The facelift, also known as rhytidectomy, consists of cosmetic surgery that combats the signs of facial aging. Over the years, the skin and muscles of the face lose tone, wrinkles, and sagging appear.


How is the surgical intervention?



Before the patient is performed, surgery is recommended for peeling the skin to treat to IMPROVING blood supply of facial tissues.

The facelift is a surgery that requires general anesthesia. The duration of the operation will change according to the specific case and the volume of skin to be removed, as well as the level of wrinkles or depth of the furrows.

Normally, the areas on which the surgery effects are those most affected by age, such as the periocular area (around the eyes), from there, they will extend to the neck and décolleté, reshaping the facial profile. Depending on how many areas need to be treated and the level of aging to be solved, the surgery will take more or less time.

It is essential that the surgeon makes a detailed follow-up of the entire process and a study of each case. In this analysis, the techniques, the areas to be treated, and the incisions necessary to tackle the entire process will be assessed.
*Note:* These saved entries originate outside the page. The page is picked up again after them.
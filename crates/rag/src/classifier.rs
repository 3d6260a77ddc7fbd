use triage_core::config::{Config, DEFAULT_KNOWN_SERVICES};
use triage_core::query::{ClassifiedQuery, QueryIntent};

const ERROR_KEYWORDS: &[&str] = &[
    "error",
    "fail",
    "failed",
    "exception",
    "500",
    "4xx",
    "5xx",
    "crash",
    "broken",
    "bug",
    "issue",
    "wrong",
    "problem",
    "fault",
];

const PERFORMANCE_KEYWORDS: &[&str] = &[
    "slow",
    "latency",
    "duration",
    "timeout",
    "performance",
    "p99",
    "p95",
    "bottleneck",
    "fast",
    "speed",
    "response time",
];

const ARCHITECTURE_KEYWORDS: &[&str] = &[
    "architecture",
    "design",
    "how does",
    "how do",
    "what is",
    "explain",
    "documentation",
    "pattern",
    "strategy",
    "structure",
    "why did we",
    "why do we",
    "tracing work",
    "decision",
];

/// Keyword-based intent classifier. Pure and deterministic.
#[derive(Debug, Clone)]
pub struct QueryClassifier {
    known_services: Vec<String>,
}

impl Default for QueryClassifier {
    fn default() -> Self {
        Self::new(DEFAULT_KNOWN_SERVICES)
    }
}

impl QueryClassifier {
    pub fn new<I, S>(known_services: I) -> Self
    where
        I: IntoIterator<Item = S>,
        S: AsRef<str>,
    {
        Self {
            known_services: known_services
                .into_iter()
                .map(|s| s.as_ref().trim().to_lowercase())
                .filter(|s| !s.is_empty())
                .collect(),
        }
    }

    pub fn from_config(cfg: &Config) -> Self {
        Self::new(&cfg.known_services)
    }

    pub fn known_services(&self) -> &[String] {
        &self.known_services
    }

    /// Error and performance keywords win over a service name or
    /// architecture phrasing in the same question.
    pub fn classify(&self, question: &str) -> ClassifiedQuery {
        let lower = question.to_lowercase();
        let service = self.extract_service(&lower);

        let intent = if contains_any(&lower, ERROR_KEYWORDS) {
            QueryIntent::ErrorAnalysis
        } else if contains_any(&lower, PERFORMANCE_KEYWORDS) {
            QueryIntent::PerformanceAnalysis
        } else if service.is_some() && !contains_any(&lower, ARCHITECTURE_KEYWORDS) {
            QueryIntent::ServiceSpecific
        } else if contains_any(&lower, ARCHITECTURE_KEYWORDS) {
            QueryIntent::ArchitectureDocs
        } else {
            QueryIntent::General
        };

        ClassifiedQuery { intent, service }
    }

    /// The service mentioned earliest in the question; list order breaks ties.
    fn extract_service(&self, lower: &str) -> Option<String> {
        self.known_services
            .iter()
            .enumerate()
            .filter_map(|(rank, svc)| lower.find(svc.as_str()).map(|pos| (pos, rank, svc)))
            .min_by_key(|(pos, rank, _)| (*pos, *rank))
            .map(|(_, _, svc)| svc.clone())
    }
}

fn contains_any(text: &str, keywords: &[&str]) -> bool {
    keywords.iter().any(|k| text.contains(k))
}

#[cfg(test)]
mod tests {
    use super::*;

    fn classify(q: &str) -> ClassifiedQuery {
        QueryClassifier::default().classify(q)
    }

    #[test]
    fn performance_keyword_with_service() {
        let cq = classify("payment-service timeout p99");
        assert_eq!(cq.intent, QueryIntent::PerformanceAnalysis);
        assert_eq!(cq.service.as_deref(), Some("payment-service"));
    }

    #[test]
    fn architecture_phrasing_beats_service_name() {
        let cq = classify("why did we choose order-service architecture");
        assert_eq!(cq.intent, QueryIntent::ArchitectureDocs);
        assert_eq!(cq.service.as_deref(), Some("order-service"));
    }

    #[test]
    fn error_wins_over_everything() {
        let cq = classify("Explain the slow 500 errors in Order-Service");
        assert_eq!(cq.intent, QueryIntent::ErrorAnalysis);
        assert_eq!(cq.service.as_deref(), Some("order-service"));
    }

    #[test]
    fn service_only_question() {
        let cq = classify("what happened in product-service recently");
        // "what happened" is not an architecture phrase.
        assert_eq!(cq.intent, QueryIntent::ServiceSpecific);
    }

    #[test]
    fn general_when_nothing_matches() {
        let cq = classify("hello there");
        assert_eq!(cq.intent, QueryIntent::General);
        assert_eq!(cq.service, None);
    }

    #[test]
    fn earliest_mentioned_service_is_extracted() {
        let cq = classify("did order-service call payment-service");
        assert_eq!(cq.service.as_deref(), Some("order-service"));
        let cq = classify("did payment-service get called by order-service");
        assert_eq!(cq.service.as_deref(), Some("payment-service"));
    }

    #[test]
    fn custom_service_list_is_normalised() {
        let classifier = QueryClassifier::new([" Inventory-Service ", ""]);
        assert_eq!(classifier.known_services(), ["inventory-service"]);
        let cq = classifier.classify("inventory-service status");
        assert_eq!(cq.intent, QueryIntent::ServiceSpecific);
    }
}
The surgery is based on repositioning the muscle layers, skin, and fat. As well as removing or excising the excess tissue and repositioning the skin more firmly on the facial structure. The incisions are made above the ear, and they descend following the contour of the ear, up to the middle of it, and continuing horizontally backwards. To ensure that the facelift scar is not visible, very discreet incisions are made, of approximately 5 millimeters.

If it is necessary to affect the forehead, an incision will be made at the limit of the skin with the scalp, and if it is on the neck, it will be hidden under the natural line of the chin. All incisions are studied and strategically located so that they are hidden with the structure of the face and are hidden in a natural way.
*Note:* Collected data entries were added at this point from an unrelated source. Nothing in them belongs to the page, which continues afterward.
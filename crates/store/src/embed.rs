use std::time::Duration;

use async_trait::async_trait;
use reqwest::Client;
use reqwest::header::HeaderMap;
use serde_json::Value;
use triage_core::config::Config;
use triage_core::error::{Result, TriageError};

use crate::http::{auth_headers, status_error, transport_error};

/// Turns text into vectors. One output vector per input, in input order.
#[async_trait]
pub trait Embedder: Send + Sync {
    async fn embed(&self, texts: &[String]) -> Result<Vec<Vec<f32>>>;
}

/// Client for an OpenAI-compatible `/v1/embeddings` endpoint.
#[derive(Clone)]
pub struct HttpEmbedder {
    client: Client,
    url: String,
    model: String,
    headers: HeaderMap,
}

impl HttpEmbedder {
    pub fn new(
        api_base: &str,
        path: &str,
        model: &str,
        api_key: Option<&str>,
        timeout: Duration,
    ) -> Result<Self> {
        let client = Client::builder()
            .timeout(timeout)
            .build()
            .map_err(|e| TriageError::Config(format!("failed to build embedding client: {e}")))?;
        Ok(Self {
            client,
            url: format!("{}{}", api_base.trim_end_matches('/'), path),
            model: model.to_string(),
            headers: auth_headers(api_key)?,
        })
    }

    pub fn from_config(cfg: &Config) -> Result<Self> {
        Self::new(
            &cfg.embedding_api_base,
            &cfg.embedding_path,
            &cfg.embedding_model,
            cfg.embedding_api_key.as_deref(),
            cfg.embedding_timeout,
        )
    }
}

#[async_trait]
impl Embedder for HttpEmbedder {
    async fn embed(&self, texts: &[String]) -> Result<Vec<Vec<f32>>> {
        if texts.is_empty() {
            return Ok(Vec::new());
        }

        let body = serde_json::json!({
            "model": self.model,
            "input": texts,
        });
        let res = self
            .client
            .post(&self.url)
            .headers(self.headers.clone())
            .json(&body)
            .send()
            .await
            .map_err(|e| transport_error("embeddings", e))?;
        if !res.status().is_success() {
            return Err(status_error("embeddings", res.status(), TriageError::Embedding));
        }
        let json: Value = res
            .json()
            .await
            .map_err(|e| TriageError::Embedding(format!("invalid embedding response: {e}")))?;

        let vectors = parse_embedding_response(json)?;
        if vectors.len() != texts.len() {
            return Err(TriageError::Embedding(format!(
                "expected {} embeddings, got {}",
                texts.len(),
                vectors.len()
            )));
        }
        Ok(vectors)
    }
}

fn parse_embedding_response(json: Value) -> Result<Vec<Vec<f32>>> {
    let data = json
        .get("data")
        .and_then(Value::as_array)
        .ok_or_else(|| TriageError::Embedding("response is missing data array".to_string()))?;

    let mut indexed: Vec<(usize, Vec<f32>)> = Vec::with_capacity(data.len());
    for (fallback_index, item) in data.iter().enumerate() {
        let index = item
            .get("index")
            .and_then(Value::as_u64)
            .map(|v| v as usize)
            .unwrap_or(fallback_index);
        let embedding = item
            .get("embedding")
            .and_then(Value::as_array)
            .ok_or_else(|| TriageError::Embedding("item missing embedding array".to_string()))?;
        let vec = embedding
            .iter()
            .map(|v| {
                v.as_f64()
                    .map(|n| n as f32)
                    .ok_or_else(|| TriageError::Embedding("non-numeric embedding value".to_string()))
            })
            .collect::<Result<Vec<_>>>()?;
        indexed.push((index, vec));
    }

    indexed.sort_by_key(|(index, _)| *index);
    Ok(indexed.into_iter().map(|(_, vec)| vec).collect())
}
Once the necessary incisions have been made, the skin is lifted together with the SMAS tissue and stretched until they are located in the appropriate direction, upward or outward, depending on the area. By means of this stretching, firmness is given to the skin, the flaccidity is eliminated, the excess tissue is removed, and the dermis is repositioned to its natural position using the surgical technique of compound laryngectomy.
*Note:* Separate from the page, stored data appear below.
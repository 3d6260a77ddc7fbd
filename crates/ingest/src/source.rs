use std::sync::Arc;

use async_trait::async_trait;
use reqwest::Client;
use serde_json::Value;
use tracing::{error, info, warn};
use triage_core::config::Config;
use triage_core::error::{Result, TriageError};
use triage_core::model::trace::RawTrace;
use triage_store::http::{status_error, transport_error};

use crate::retry::{RetryPolicy, with_retries};

/// Services the tracing backend reports about itself.
pub const INTERNAL_SERVICES: [&str; 2] = ["jaeger-query", "jaeger-all-in-one"];

/// Read side of the tracing backend. Both calls retry transient failures
/// internally and come back empty once they give up.
#[async_trait]
pub trait TraceSource: Send + Sync {
    async fn list_services(&self) -> Vec<String>;

    async fn list_traces(&self, service: &str, lookback: &str, limit: usize) -> Vec<RawTrace>;
}

/// Jaeger HTTP query API client (`/api/services`, `/api/traces`).
#[derive(Clone)]
pub struct JaegerClient {
    client: Client,
    base_url: String,
    policy: RetryPolicy,
}

impl JaegerClient {
    pub fn new(base_url: &str, client: Client, policy: RetryPolicy) -> Self {
        Self {
            client,
            base_url: base_url.trim_end_matches('/').to_string(),
            policy,
        }
    }

    pub fn from_config(cfg: &Config) -> Result<Self> {
        let client = Client::builder()
            .timeout(cfg.jaeger_timeout)
            .build()
            .map_err(|e| TriageError::Config(format!("failed to build jaeger client: {e}")))?;
        Ok(Self::new(
            &cfg.jaeger_api_url,
            client,
            RetryPolicy::fixed(cfg.source_max_retries + 1, cfg.source_retry_delay),
        ))
    }

    async fn get_data(&self, path: &str, query: &[(&str, String)]) -> Result<Vec<Value>> {
        let url = format!("{}{}", self.base_url, path);
        let res = self
            .client
            .get(&url)
            .query(query)
            .send()
            .await
            .map_err(|e| transport_error("jaeger", e))?;
        if !res.status().is_success() {
            return Err(status_error("jaeger", res.status(), TriageError::Ingest));
        }
        let body = res.text().await.map_err(|e| transport_error("jaeger", e))?;
        parse_data(&body)
    }

    pub async fn fetch_services(&self) -> Result<Vec<String>> {
        let data = self.get_data("/api/services", &[]).await?;
        Ok(data
            .into_iter()
            .filter_map(|v| match v {
                Value::String(s) => Some(s),
                Value::Null => None,
                other => Some(other.to_string()),
            })
            .collect())
    }

    pub async fn fetch_traces(
        &self,
        service: &str,
        lookback: &str,
        limit: usize,
    ) -> Result<Vec<RawTrace>> {
        let query = [
            ("service", service.to_string()),
            ("lookback", lookback.to_string()),
            ("limit", limit.to_string()),
        ];
        let data = self.get_data("/api/traces", &query).await?;
        Ok(data.into_iter().map(RawTrace::new).collect())
    }
}

#[async_trait]
impl TraceSource for JaegerClient {
    async fn list_services(&self) -> Vec<String> {
        match with_retries("jaeger.services", self.policy, || self.fetch_services()).await {
            Ok(services) => {
                info!(count = services.len(), "fetched services from jaeger");
                services
            }
            Err(_) => Vec::new(),
        }
    }

    async fn list_traces(&self, service: &str, lookback: &str, limit: usize) -> Vec<RawTrace> {
        match with_retries("jaeger.traces", self.policy, || {
            self.fetch_traces(service, lookback, limit)
        })
        .await
        {
            Ok(traces) => {
                info!(service, lookback, count = traces.len(), "fetched traces from jaeger");
                traces
            }
            Err(e) => {
                warn!(service, error_kind = e.kind(), "no traces fetched for service");
                Vec::new()
            }
        }
    }
}

/// `{"data": [...]}`; a missing or null `data` reads as empty.
fn parse_data(body: &str) -> Result<Vec<Value>> {
    let root: Value = serde_json::from_str(body)
        .map_err(|e| TriageError::Parse(format!("jaeger response is not json: {e}")))?;
    match root.get("data") {
        Some(Value::Array(items)) => Ok(items.clone()),
        Some(Value::Null) | None => Ok(Vec::new()),
        Some(_) => Err(TriageError::Parse(
            "jaeger response data is not a list".to_string(),
        )),
    }
}

/// Batch tier around a [`TraceSource`]: fans out over every service and retries
/// the whole batch when the backend looks down.
pub struct TraceCollector<S: ?Sized> {
    source: Arc<S>,
    policy: RetryPolicy,
}

impl<S: TraceSource + ?Sized> TraceCollector<S> {
    pub fn new(source: Arc<S>, policy: RetryPolicy) -> Self {
        Self { source, policy }
    }

    /// Falls back to an empty list once the batch policy is exhausted.
    pub async fn list_all_traces(&self, lookback: &str, limit: usize) -> Vec<RawTrace> {
        match with_retries("jaeger.batch", self.policy, || self.collect_once(lookback, limit)).await
        {
            Ok(traces) => traces,
            Err(e) => {
                error!(
                    error_kind = e.kind(),
                    error = %e,
                    "tracing backend unavailable; trace ingestion skipped until next poll"
                );
                Vec::new()
            }
        }
    }

    async fn collect_once(&self, lookback: &str, limit: usize) -> Result<Vec<RawTrace>> {
        let services = self.source.list_services().await;
        if services.is_empty() {
            return Err(TriageError::Unavailable(
                "tracing backend returned no services".to_string(),
            ));
        }

        let mut all = Vec::new();
        for service in services
            .iter()
            .filter(|s| !INTERNAL_SERVICES.contains(&s.as_str()))
        {
            all.extend(self.source.list_traces(service, lookback, limit).await);
        }
        info!(
            count = all.len(),
            services = services.len(),
            "fetched traces across services"
        );
        Ok(all)
    }
}

#[cfg(test)]
mod tests {
    use std::sync::atomic::{AtomicUsize, Ordering};
    use std::time::Duration;

    use super::*;

    #[test]
    fn parse_data_handles_null_and_garbage() {
        assert!(parse_data(r#"{"data": null}"#).unwrap().is_empty());
        assert_eq!(parse_data(r#"{"data": ["a", "b"]}"#).unwrap().len(), 2);
        let err = parse_data("<html>bad gateway</html>").unwrap_err();
        assert!(matches!(err, TriageError::Parse(_)));
    }

    struct ScriptedSource {
        services: Vec<Vec<String>>,
        service_calls: AtomicUsize,
        traced: std::sync::Mutex<Vec<String>>,
    }

    #[async_trait]
    impl TraceSource for ScriptedSource {
        async fn list_services(&self) -> Vec<String> {
            let n = self.service_calls.fetch_add(1, Ordering::SeqCst);
            self.services.get(n).cloned().unwrap_or_default()
        }

        async fn list_traces(&self, service: &str, _lookback: &str, _limit: usize) -> Vec<RawTrace> {
            self.traced.lock().unwrap().push(service.to_string());
            vec![RawTrace::new(serde_json::json!({"traceID": format!("{service}-1")}))]
        }
    }

    #[tokio::test(start_paused = true)]
    async fn batch_retries_until_services_appear_and_skips_internal() {
        let source = Arc::new(ScriptedSource {
            services: vec![
                vec![],
                vec!["order-service".into(), "jaeger-query".into(), "payment-service".into()],
            ],
            service_calls: AtomicUsize::new(0),
            traced: Default::default(),
        });
        let collector = TraceCollector::new(
            source.clone(),
            RetryPolicy::linear(3, Duration::from_secs(2)),
        );

        let traces = collector.list_all_traces("1h", 20).await;
        assert_eq!(traces.len(), 2);
        assert_eq!(source.service_calls.load(Ordering::SeqCst), 2);
        assert_eq!(
            *source.traced.lock().unwrap(),
            vec!["order-service".to_string(), "payment-service".to_string()]
        );
    }

    #[tokio::test(start_paused = true)]
    async fn batch_falls_back_to_empty() {
        let source = Arc::new(ScriptedSource {
            services: vec![],
            service_calls: AtomicUsize::new(0),
            traced: Default::default(),
        });
        let collector = TraceCollector::new(
            source.clone(),
            RetryPolicy::linear(3, Duration::from_secs(2)),
        );

        assert!(collector.list_all_traces("10m", 20).await.is_empty());
        assert_eq!(source.service_calls.load(Ordering::SeqCst), 3);
    }
}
In addition to skin and excess fat, muscle tissue and bone structure are also acted upon in the facelift. This technique provides more natural and long-lasting results. Normally the results remain unchanged for a minimum of six years, after this period, it is usual for gravity and age to have their effect on the skin again, although starting from scratch and never from the previous situation of flaccidity or sagging.


Postoperative of face lift surgery



Immediately after the operation, the patient will have small tubes placed under the skin that act as drainage, preventing the accumulation of exudate or blood. After surgery, the patient will have the eyes covered and, depending on the case, the head will also be wrapped in a padded bandage, accompanied by a closed or open drainage system. All these bandages will be removed the next day or two days after the patient is discharged.

It is usual that during the first fifteen days, the skin of the face looks very inflamed. The swelling and hematoma belong to the normal process of healing and readaptation of the skin and will gradually disappear.